In 1997, the nonprofit Communities for a Better Environment filed a lawsuit against Chevron, alleging that vapors known as volatile organic compounds (VOCs) escaped into the atmosphere as petroleum products were transferred to marine vessels from underwater pipelines connected to the Chevron refinery. In November 1999, the federal government filed suit against Chevron alleging the same charges.
The Clean Air Act regulates VOCs because they directly contribute to smog, which aggravates respiratory diseases such as asthma, particularly in the young and elderly. The Los Angeles region does not comply with the EPA's smog standards, and it is one of the worst smog areas in the nation.
To reduce VOCs, California regulations required companies as of 1995 to achieve a 95 percent reduction in emissions from marine terminals such as Chevron's. However, the company's own records show that from 1995 to 1998, the El Segundo facility did not use the pollution control technology required by the regulations.
Wednesdays settlement prohibits Chevron from using its marine terminal until the EPA and Chevron agree on a plan to keep air emissions so low that they are not required to be controlled. Until then, the company will conduct its petroleum loading operations at a third party's marine terminals, which are equipped with emissions control equipment required by the Clean Air Act and California's regulations.
As part of the settlement, Chevron admits no wrongdoing. Company officials say Chevron stopped loading petroleum at the El Segundo terminal before the lawsuit was filed.
"One of our primary core business values at Chevron is protecting people and the environment," said Gary Yesavage, general manager of the El Segundo Refinery. "We are disappointed that we did not take the extra step needed to ensure we were meeting all requirements of this complex regulatory system."
He added, "Chevron is working very closely with the EPA to approve a vessel loading protocol which will guarantee full compliance with all air quality regulations applicable to our marine terminal operations."
Chevron followed a rule approved by both the South Coast Air District and the state of California to purchase and scrap old, "high polluting" cars, thereby earning credits to offset air emissions at its marine terminal. Though the offset plan was under review by the EPA, it had not received approval.

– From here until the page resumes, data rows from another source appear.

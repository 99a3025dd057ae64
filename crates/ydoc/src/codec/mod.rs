//! Binary codec for state vectors and updates.
//!
//! ```text
//! state vector := count, (replica, next_clock)*
//! update       := replica_count, (replica, item_count, item*)*, delete_set
//! item         := clock, origin?, right_origin?, [parent, key?], content, deleted
//! delete_set   := replica_count, (replica, range_count, (clock, len)*)*
//! ```
//!
//! `parent` is written only for items without origins. Decoding validates
//! the whole buffer before anything is handed to a document, so a rejected
//! update never partially applies.

mod decoder;
mod encoder;

pub use decoder::Decoder;
pub use encoder::Encoder;

use std::collections::BTreeMap;

use thiserror::Error;
use ydoc_buffers::BufferError;

use crate::clock::StateVector;
use crate::delete_set::DeleteSet;
use crate::store::ItemRecord;

/// Content tags.
pub(crate) mod tag {
    pub const NULL: u8 = 0;
    pub const BOOL: u8 = 1;
    pub const INT: u8 = 2;
    pub const FLOAT: u8 = 3;
    pub const STRING: u8 = 4;
    pub const CONTAINER: u8 = 5;

    pub const PARENT_ROOT: u8 = 0;
    pub const PARENT_NESTED: u8 = 1;

    pub const KIND_SEQUENCE: u8 = 0;
    pub const KIND_MAP: u8 = 1;
}

/// Reasons a buffer is rejected.
#[derive(Debug, Clone, PartialEq, Eq, Error)]
pub enum DecodeError {
    #[error("unexpected end of input")]
    UnexpectedEof,
    #[error("variable-length integer overflows 64 bits")]
    VarintOverflow,
    #[error("string is not valid UTF-8")]
    InvalidUtf8,
    #[error("unknown content tag: {0}")]
    UnknownContentTag(u8),
    #[error("unknown container kind: {0}")]
    UnknownContainerKind(u8),
    #[error("unknown parent tag: {0}")]
    UnknownParentTag(u8),
    #[error("invalid boolean byte: {0}")]
    InvalidBool(u8),
    #[error("clock {clock} of replica {replica} is not greater than the previous item")]
    NonMonotonicClock { replica: u64, clock: u64 },
    #[error("empty delete range at {replica}:{clock}")]
    EmptyDeleteRange { replica: u64, clock: u64 },
    #[error("delete range {replica}:{clock}+{len} runs past the largest clock")]
    DeleteRangeOverflow { replica: u64, clock: u64, len: u64 },
    #[error("{0} trailing bytes after update")]
    TrailingBytes(usize),
}

impl From<BufferError> for DecodeError {
    fn from(err: BufferError) -> Self {
        match err {
            BufferError::EndOfBuffer => DecodeError::UnexpectedEof,
            BufferError::InvalidUtf8 => DecodeError::InvalidUtf8,
            BufferError::VarintOverflow => DecodeError::VarintOverflow,
        }
    }
}

/// A decoded update: items grouped by replica in increasing clock order,
/// plus a delete set. Nothing is integrated yet.
#[derive(Debug, Clone, Default, PartialEq)]
pub struct Update {
    pub items: BTreeMap<u64, Vec<ItemRecord>>,
    pub delete_set: DeleteSet,
}

impl Update {
    pub fn new() -> Self {
        Self::default()
    }

    pub fn decode(data: &[u8]) -> Result<Update, DecodeError> {
        Decoder::new().decode_update(data)
    }

    pub fn encode(&self) -> Vec<u8> {
        Encoder::new().encode_update(self)
    }

    /// `true` when the update carries neither items nor deletions.
    pub fn is_empty(&self) -> bool {
        self.item_count() == 0 && self.delete_set.is_empty()
    }

    pub fn item_count(&self) -> usize {
        self.items.values().map(Vec::len).sum()
    }

    /// The state a fresh document reaches by applying this update alone:
    /// for each replica, the end of the clock run that starts at `0`.
    pub fn state_vector(&self) -> StateVector {
        let mut sv = StateVector::new();
        for (&replica, records) in &self.items {
            let mut next = 0;
            for record in records {
                if record.id.clock != next {
                    break;
                }
                next += 1;
            }
            sv.set(replica, next);
        }
        sv
    }

    /// Drop every item already covered by `since`. The delete set is kept
    /// whole.
    pub fn diff(&self, since: &StateVector) -> Update {
        let items = self
            .items
            .iter()
            .filter_map(|(&replica, records)| {
                let from = since.get(replica);
                let kept: Vec<ItemRecord> = records
                    .iter()
                    .filter(|r| r.id.clock >= from)
                    .cloned()
                    .collect();
                (!kept.is_empty()).then_some((replica, kept))
            })
            .collect();
        Update {
            items,
            delete_set: self.delete_set.clone(),
        }
    }

    /// Fold `other` into `self`. Items already present keep their record but
    /// take on `other`'s tombstone flag if it is set.
    pub fn merge(&mut self, other: Update) {
        for (replica, records) in other.items {
            let entry = self.items.entry(replica).or_default();
            let mut by_clock: BTreeMap<u64, ItemRecord> =
                entry.drain(..).map(|r| (r.id.clock, r)).collect();
            for record in records {
                by_clock
                    .entry(record.id.clock)
                    .and_modify(|existing| existing.deleted |= record.deleted)
                    .or_insert(record);
            }
            entry.extend(by_clock.into_values());
        }
        self.delete_set.merge(&other.delete_set);
    }
}

/// Encode a state vector.
pub fn encode_state_vector(sv: &StateVector) -> Vec<u8> {
    Encoder::new().encode_state_vector(sv)
}

/// Decode a state vector.
pub fn decode_state_vector(data: &[u8]) -> Result<StateVector, DecodeError> {
    Decoder::new().decode_state_vector(data)
}

/// Union several encoded updates into one.
pub fn merge_updates(updates: &[&[u8]]) -> Result<Vec<u8>, DecodeError> {
    let mut merged = Update::new();
    for data in updates {
        merged.merge(Update::decode(data)?);
    }
    Ok(merged.encode())
}

#[cfg(test)]
mod tests {
    use super::*;
    use crate::clock::id;
    use crate::content::{Content, Value};
    use crate::store::ParentInfo;
    use crate::types::{ContainerId, ContainerKind};

    fn record(replica: u64, clock: u64, content: Content) -> ItemRecord {
        let origin = clock.checked_sub(1).map(|c| id(replica, c));
        ItemRecord {
            id: id(replica, clock),
            origin,
            right_origin: None,
            parent: origin.is_none().then(|| ParentInfo {
                container: ContainerId::Root("list".into()),
                key: None,
            }),
            content,
            deleted: false,
        }
    }

    fn sample() -> Update {
        let mut update = Update::new();
        update.items.insert(
            1,
            vec![
                record(1, 0, Content::Value(Value::from("a"))),
                record(1, 1, Content::Value(Value::from(-7))),
                record(1, 2, Content::Value(Value::from(2.5))),
                record(1, 3, Content::Container(ContainerKind::Map)),
            ],
        );
        update.items.insert(
            9,
            vec![ItemRecord {
                id: id(9, 0),
                origin: None,
                right_origin: None,
                parent: Some(ParentInfo {
                    container: ContainerId::Nested(id(1, 3)),
                    key: Some("k".into()),
                }),
                content: Content::Value(Value::Bool(true)),
                deleted: true,
            }],
        );
        update.delete_set.insert(id(1, 1), 1);
        update.delete_set.insert(id(9, 0), 1);
        update
    }

    #[test]
    fn update_survives_encoding() {
        let update = sample();
        let decoded = Update::decode(&update.encode()).unwrap();
        assert_eq!(decoded, update);
        assert_eq!(decoded.item_count(), 5);
    }

    #[test]
    fn empty_update_is_two_zero_bytes() {
        let bytes = Update::new().encode();
        assert_eq!(bytes, [0, 0]);
        assert!(Update::decode(&bytes).unwrap().is_empty());
    }

    #[test]
    fn state_vector_encoding() {
        let sv: StateVector = [(1, 3), (300, 1)].into_iter().collect();
        let bytes = encode_state_vector(&sv);
        assert_eq!(bytes, [2, 1, 3, 0xac, 0x02, 1]);
        assert_eq!(decode_state_vector(&bytes).unwrap(), sv);
    }

    #[test]
    fn implied_state_vector_stops_at_gaps() {
        let mut update = sample();
        update
            .items
            .insert(4, vec![record(4, 2, Content::Value(Value::Null))]);
        let sv = update.state_vector();
        assert_eq!(sv.get(1), 4);
        assert_eq!(sv.get(9), 1);
        assert_eq!(sv.get(4), 0);
    }

    #[test]
    fn diff_drops_known_items() {
        let update = sample();
        let since: StateVector = [(1, 2), (9, 1)].into_iter().collect();
        let diff = update.diff(&since);
        assert_eq!(diff.item_count(), 2);
        assert!(!diff.items.contains_key(&9));
        assert_eq!(diff.delete_set, update.delete_set);
    }

    #[test]
    fn merge_unions_items_and_deletes() {
        let full = sample();
        let first = full.diff(&[(1, 2), (9, 1)].into_iter().collect());
        let second = full.diff(&[(1, 4)].into_iter().collect());
        let merged = merge_updates(&[&first.encode(), &second.encode()]).unwrap();
        let merged = Update::decode(&merged).unwrap();
        assert_eq!(merged.item_count(), 3);
        assert_eq!(merged.delete_set, full.delete_set);
    }
}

"Chevron operated in good faith and thought it was in full compliance with appropriate air emission rules," said Yesavage.
Communities for a Better Environment and Chevron have settled the group's lawsuit by a consent decree requiring Chevron to perform the environmental projects and reimburse CBE for its attorney's fees.
The settlement agreement is subject to a 30 day public comment period and final court approval.